» Exercise description
Repeat the records. Leave nothing out.

» Data excerpts
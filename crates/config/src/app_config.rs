// SPDX-License-Identifier: LGPL-3.0-only
//
// This file is provided WITHOUT ANY WARRANTY;
// without even the implied warranty of MERCHANTABILITY
// or FITNESS FOR A PARTICULAR PURPOSE.

use std::env;
use std::path::{Path, PathBuf};

use anyhow::{bail, Context, Result};
use figment::{
    providers::{Env, Format, Serialized, Yaml},
    Figment, Source,
};
use path_clean::clean;
use serde::{Deserialize, Serialize};
use tracing::debug;

use crate::load_config::{find_in_parent, resolve_config_path, FindInParent};

pub const DEFAULT_CONFIG_NAME: &str = "acirfx.config.yaml";
pub const ENV_PREFIX: &str = "ACIRFX_";

#[derive(Debug, Clone, PartialEq, Deserialize, Serialize)]
#[serde(default)]
pub struct AppConfig {
    /// Directory holding `<name>.json` fixture artifacts
    pub fixtures_dir: PathBuf,
    /// Fixture used when a command does not name one
    pub default_fixture: String,
    /// The config file that was read, if any
    #[serde(skip)]
    pub config_file: Option<PathBuf>,
}

impl Default for AppConfig {
    fn default() -> Self {
        Self {
            fixtures_dir: PathBuf::from("fixtures"),
            default_fixture: "schnorr_verify".to_string(),
            config_file: None,
        }
    }
}

impl AppConfig {
    /// Location of the artifact for `name` inside the fixtures dir.
    pub fn fixture_path(&self, name: &str) -> PathBuf {
        self.fixtures_dir.join(format!("{name}.json"))
    }
}

/// Values given on the command line. They override every other layer.
#[derive(Debug, Clone, Default, Serialize)]
pub struct CliOverrides {
    #[serde(skip)]
    pub config_file: Option<PathBuf>,
    #[serde(skip_serializing_if = "Option::is_none")]
    pub fixtures_dir: Option<PathBuf>,
    #[serde(skip_serializing_if = "Option::is_none")]
    pub default_fixture: Option<String>,
}

/// Loads the config from the current directory.
pub fn load_config(overrides: CliOverrides) -> Result<AppConfig> {
    load_config_from(
        find_in_parent,
        &env::current_dir()?,
        &OsDirs::config_dir(),
        overrides,
    )
}

/// Layers defaults, the YAML file, `ACIRFX_*` env vars and CLI overrides.
///
/// A missing file is fine unless it was named explicitly. A relative
/// `fixtures_dir` from the YAML file is resolved against that file's
/// directory; one from the environment, the CLI or the defaults is resolved
/// against `cwd`.
pub fn load_config_from(
    find: FindInParent,
    cwd: &Path,
    default_config_dir: &Path,
    overrides: CliOverrides,
) -> Result<AppConfig> {
    let path = resolve_config_path(
        find,
        cwd,
        default_config_dir,
        DEFAULT_CONFIG_NAME,
        overrides.config_file.as_deref(),
    );

    let mut figment = Figment::from(Serialized::defaults(AppConfig::default()));
    let config_file = if path.is_file() {
        figment = figment.merge(Yaml::file(&path));
        Some(path)
    } else if overrides.config_file.is_some() {
        bail!("Configuration file {} not found", path.display());
    } else {
        None
    };

    let figment = figment
        .merge(Env::prefixed(ENV_PREFIX).only(&["fixtures_dir", "default_fixture"]))
        .merge(Serialized::defaults(&overrides));
    let mut config: AppConfig = figment
        .extract()
        .context("Could not parse configuration")?;

    if config.fixtures_dir.is_relative() {
        // Only a value read from the YAML file is relative to that file.
        let source = figment
            .find_metadata("fixtures_dir")
            .and_then(|metadata| metadata.source.as_ref());
        let base = match source {
            Some(Source::File(file)) => file.parent().unwrap_or(cwd),
            _ => cwd,
        };
        config.fixtures_dir = clean(base.join(&config.fixtures_dir));
    }
    config.config_file = config_file;

    debug!(config = ?config, "configuration loaded");
    Ok(config)
}

pub struct OsDirs;

impl OsDirs {
    /// `~/.config/acirfx` or the platform equivalent. Falls back to the
    /// working directory on systems without a config dir.
    pub fn config_dir() -> PathBuf {
        dirs::config_dir()
            .map(|dir| dir.join("acirfx"))
            .unwrap_or_else(|| PathBuf::from("."))
    }
}

#[cfg(test)]
mod tests {
    use super::*;
    use figment::Jail;

    fn not_found(_: &Path, _: &str) -> Option<PathBuf> {
        None
    }

    fn load(jail: &Jail, overrides: CliOverrides) -> Result<AppConfig, figment::Error> {
        load_config_from(
            find_in_parent,
            jail.directory(),
            &jail.directory().join("no-such-dir"),
            overrides,
        )
        .map_err(|e| figment::Error::from(format!("{e:#}")))
    }

    #[test]
    fn test_defaults_without_file() {
        Jail::expect_with(|jail| {
            let config = load_config_from(
                not_found,
                jail.directory(),
                &jail.directory().join("none"),
                CliOverrides::default(),
            )
            .map_err(|e| figment::Error::from(e.to_string()))?;

            assert_eq!(config.default_fixture, "schnorr_verify");
            assert_eq!(config.fixtures_dir, jail.directory().join("fixtures"));
            assert!(config.config_file.is_none());
            Ok(())
        });
    }

    #[test]
    fn test_yaml_is_relative_to_config_file() {
        Jail::expect_with(|jail| {
            jail.create_dir("conf")?;
            jail.create_file(
                "conf/acirfx.config.yaml",
                r#"
fixtures_dir: "./data"
default_fixture: "and"
"#,
            )?;

            let config = load(
                jail,
                CliOverrides {
                    config_file: Some(PathBuf::from("conf/acirfx.config.yaml")),
                    ..Default::default()
                },
            )?;

            assert_eq!(config.default_fixture, "and");
            assert_eq!(config.fixtures_dir, jail.directory().join("conf").join("data"));
            assert_eq!(
                config.config_file,
                Some(jail.directory().join("conf/acirfx.config.yaml"))
            );
            Ok(())
        });
    }

    #[test]
    fn test_env_then_cli_precedence() {
        Jail::expect_with(|jail| {
            jail.create_file(DEFAULT_CONFIG_NAME, "default_fixture: from_yaml\n")?;
            jail.set_env("ACIRFX_DEFAULT_FIXTURE", "from_env");
            jail.set_env("ACIRFX_FIXTURES_DIR", "/abs/fixtures");

            let config = load(jail, CliOverrides::default())?;
            assert_eq!(config.default_fixture, "from_env");
            assert_eq!(config.fixtures_dir, PathBuf::from("/abs/fixtures"));

            let config = load(
                jail,
                CliOverrides {
                    default_fixture: Some("from_cli".to_string()),
                    fixtures_dir: Some(PathBuf::from("local")),
                    ..Default::default()
                },
            )?;
            assert_eq!(config.default_fixture, "from_cli");
            assert_eq!(config.fixtures_dir, jail.directory().join("local"));
            Ok(())
        });
    }

    #[test]
    fn test_relative_env_dir_is_relative_to_cwd() {
        Jail::expect_with(|jail| {
            jail.create_dir("conf")?;
            jail.create_file("conf/acirfx.config.yaml", "fixtures_dir: data\n")?;
            jail.set_env("ACIRFX_FIXTURES_DIR", "from_env");

            let config = load(
                jail,
                CliOverrides {
                    config_file: Some(PathBuf::from("conf/acirfx.config.yaml")),
                    ..Default::default()
                },
            )?;
            assert_eq!(config.fixtures_dir, jail.directory().join("from_env"));
            Ok(())
        });
    }

    #[test]
    fn test_missing_explicit_file_is_an_error() {
        Jail::expect_with(|jail| {
            let result = load(
                jail,
                CliOverrides {
                    config_file: Some(PathBuf::from("nope.yaml")),
                    ..Default::default()
                },
            );
            assert!(result.is_err());
            Ok(())
        });
    }

    #[test]
    fn test_malformed_yaml_is_an_error() {
        Jail::expect_with(|jail| {
            jail.create_file(DEFAULT_CONFIG_NAME, "fixtures_dir: [unclosed\n")?;
            assert!(load(jail, CliOverrides::default()).is_err());
            Ok(())
        });
    }
}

» Reply
filename crates/config/src/app_config.rs
// SPDX-License-Identifier: LGPL-3.0-only
//
// This file is provided WITHOUT ANY WARRANTY;
// without even the implied warranty of MERCHANTABILITY
// or FITNESS FOR A PARTICULAR PURPOSE.

use std::env;
use std::path::{Path, PathBuf};

use anyhow::{bail, Context, Result};
use figment::{
    providers::{Env, Format, Serialized, Yaml},
    Figment, Source,
};
use path_clean::clean;
use serde::{Deserialize, Serialize};
use tracing::debug;

use crate::load_config::{find_in_parent, resolve_config_path, FindInParent};

pub const DEFAULT_CONFIG_NAME: &str = "acirfx.config.yaml";
pub const ENV_PREFIX: &str = "ACIRFX_";

#[derive(Debug, Clone, PartialEq, Deserialize, Serialize)]
#[serde(default)]
pub struct AppConfig {
    /// Directory holding `<name>.json` fixture artifacts
    pub fixtures_dir: PathBuf,
    /// Fixture used when a command does not name one
    pub default_fixture: String,
    /// The config file that was read, if any
    #[serde(skip)]
    pub config_file: Option<PathBuf>,
}

impl Default for AppConfig {
    fn default() -> Self {
        Self {
            fixtures_dir: PathBuf::from("fixtures"),
            default_fixture: "schnorr_verify".to_string(),
            config_file: None,
        }
    }
}

impl AppConfig {
    /// Location of the artifact for `name` inside the fixtures dir.
    pub fn fixture_path(&self, name: &str) -> PathBuf {
        self.fixtures_dir.join(format!("{name}.json"))
    }
}

/// Values given on the command line. They override every other layer.
#[derive(Debug, Clone, Default, Serialize)]
pub struct CliOverrides {
    #[serde(skip)]
    pub config_file: Option<PathBuf>,
    #[serde(skip_serializing_if = "Option::is_none")]
    pub fixtures_dir: Option<PathBuf>,
    #[serde(skip_serializing_if = "Option::is_none")]
    pub default_fixture: Option<String>,
}

/// Loads the config from the current directory.
pub fn load_config(overrides: CliOverrides) -> Result<AppConfig> {
    load_config_from(
        find_in_parent,
        &env::current_dir()?,
        &OsDirs::config_dir(),
        overrides,
    )
}

/// Layers defaults, the YAML file, `ACIRFX_*` env vars and CLI overrides.
///
/// A missing file is fine unless it was named explicitly. A relative
/// `fixtures_dir` from the YAML file is resolved against that file's
/// directory; one from the environment, the CLI or the defaults is resolved
/// against `cwd`.
pub fn load_config_from(
    find: FindInParent,
    cwd: &Path,
    default_config_dir: &Path,
    overrides: CliOverrides,
) -> Result<AppConfig> {
    let path = resolve_config_path(
        find,
        cwd,
        default_config_dir,
        DEFAULT_CONFIG_NAME,
        overrides.config_file.as_deref(),
    );

    let mut figment = Figment::from(Serialized::defaults(AppConfig::default()));
    let config_file = if path.is_file() {
        figment = figment.merge(Yaml::file(&path));
        Some(path)
    } else if overrides.config_file.is_some() {
        bail!("Configuration file {} not found", path.display());
    } else {
        None
    };

    let figment = figment
        .merge(Env::prefixed(ENV_PREFIX).only(&["fixtures_dir", "default_fixture"]))
        .merge(Serialized::defaults(&overrides));
    let mut config: AppConfig = figment
        .extract()
        .context("Could not parse configuration")?;

    if config.fixtures_dir.is_relative() {
        // Only a value read from the YAML file is relative to that file.
        let source = figment
            .find_metadata("fixtures_dir")
            .and_then(|metadata| metadata.source.as_ref());
        let base = match source {
            Some(Source::File(file)) => file.parent().unwrap_or(cwd),
            _ => cwd,
        };
        config.fixtures_dir = clean(base.join(&config.fixtures_dir));
    }
    config.config_file = config_file;

    debug!(config = ?config, "configuration loaded");
    Ok(config)
}

pub struct OsDirs;

impl OsDirs {
    /// `~/.config/acirfx` or the platform equivalent. Falls back to the
    /// working directory on systems without a config dir.
    pub fn config_dir() -> PathBuf {
        dirs::config_dir()
            .map(|dir| dir.join("acirfx"))
            .unwrap_or_else(|| PathBuf::from("."))
    }
}

#[cfg(test)]
mod tests {
    use super::*;
    use figment::Jail;

    fn not_found(_: &Path, _: &str) -> Option<PathBuf> {
        None
    }

    fn load(jail: &Jail, overrides: CliOverrides) -> Result<AppConfig, figment::Error> {
        load_config_from(
            find_in_parent,
            jail.directory(),
            &jail.directory().join("no-such-dir"),
            overrides,
        )
        .map_err(|e| figment::Error::from(format!("{e:#}")))
    }

    #[test]
    fn test_defaults_without_file() {
        Jail::expect_with(|jail| {
            let config = load_config_from(
                not_found,
                jail.directory(),
                &jail.directory().join("none"),
                CliOverrides::default(),
            )
            .map_err(|e| figment::Error::from(e.to_string()))?;

            assert_eq!(config.default_fixture, "schnorr_verify");
            assert_eq!(config.fixtures_dir, jail.directory().join("fixtures"));
            assert!(config.config_file.is_none());
            Ok(())
        });
    }

    #[test]
    fn test_yaml_is_relative_to_config_file() {
        Jail::expect_with(|jail| {
            jail.create_dir("conf")?;
            jail.create_file(
                "conf/acirfx.config.yaml",
                r#"
fixtures_dir: "./data"
default_fixture: "and"
"#,
            )?;

            let config = load(
                jail,
                CliOverrides {
                    config_file: Some(PathBuf::from("conf/acirfx.config.yaml")),
                    ..Default::default()
                },
            )?;

            assert_eq!(config.default_fixture, "and");
            assert_eq!(config.fixtures_dir, jail.directory().join("conf").join("data"));
            assert_eq!(
                config.config_file,
                Some(jail.directory().join("conf/acirfx.config.yaml"))
            );
            Ok(())
        });
    }

    #[test]
    fn test_env_then_cli_precedence() {
        Jail::expect_with(|jail| {
            jail.create_file(DEFAULT_CONFIG_NAME, "default_fixture: from_yaml\n")?;
            jail.set_env("ACIRFX_DEFAULT_FIXTURE", "from_env");
            jail.set_env("ACIRFX_FIXTURES_DIR", "/abs/fixtures");

            let config = load(jail, CliOverrides::default())?;
            assert_eq!(config.default_fixture, "from_env");
            assert_eq!(config.fixtures_dir, PathBuf::from("/abs/fixtures"));

            let config = load(
                jail,
                CliOverrides {
                    default_fixture: Some("from_cli".to_string()),
                    fixtures_dir: Some(PathBuf::from("local")),
                    ..Default::default()
                },
            )?;
            assert_eq!(config.default_fixture, "from_cli");
            assert_eq!(config.fixtures_dir, jail.directory().join("local"));
            Ok(())
        });
    }

    #[test]
    fn test_relative_env_dir_is_relative_to_cwd() {
        Jail::expect_with(|jail| {
            jail.create_dir("conf")?;
            jail.create_file("conf/acirfx.config.yaml", "fixtures_dir: data\n")?;
            jail.set_env("ACIRFX_FIXTURES_DIR", "from_env");

            let config = load(
                jail,
                CliOverrides {
                    config_file: Some(PathBuf::from("conf/acirfx.config.yaml")),
                    ..Default::default()
                },
            )?;
            assert_eq!(config.fixtures_dir, jail.directory().join("from_env"));
            Ok(())
        });
    }

    #[test]
    fn test_missing_explicit_file_is_an_error() {
        Jail::expect_with(|jail| {
            let result = load(
                jail,
                CliOverrides {
                    config_file: Some(PathBuf::from("nope.yaml")),
                    ..Default::default()
                },
            );
            assert!(result.is_err());
            Ok(())
        });
    }

    #[test]
    fn test_malformed_yaml_is_an_error() {
        Jail::expect_with(|jail| {
            jail.create_file(DEFAULT_CONFIG_NAME, "fixtures_dir: [unclosed\n")?;
            assert!(load(jail, CliOverrides::default()).is_err());
            Ok(())
        });
    }
}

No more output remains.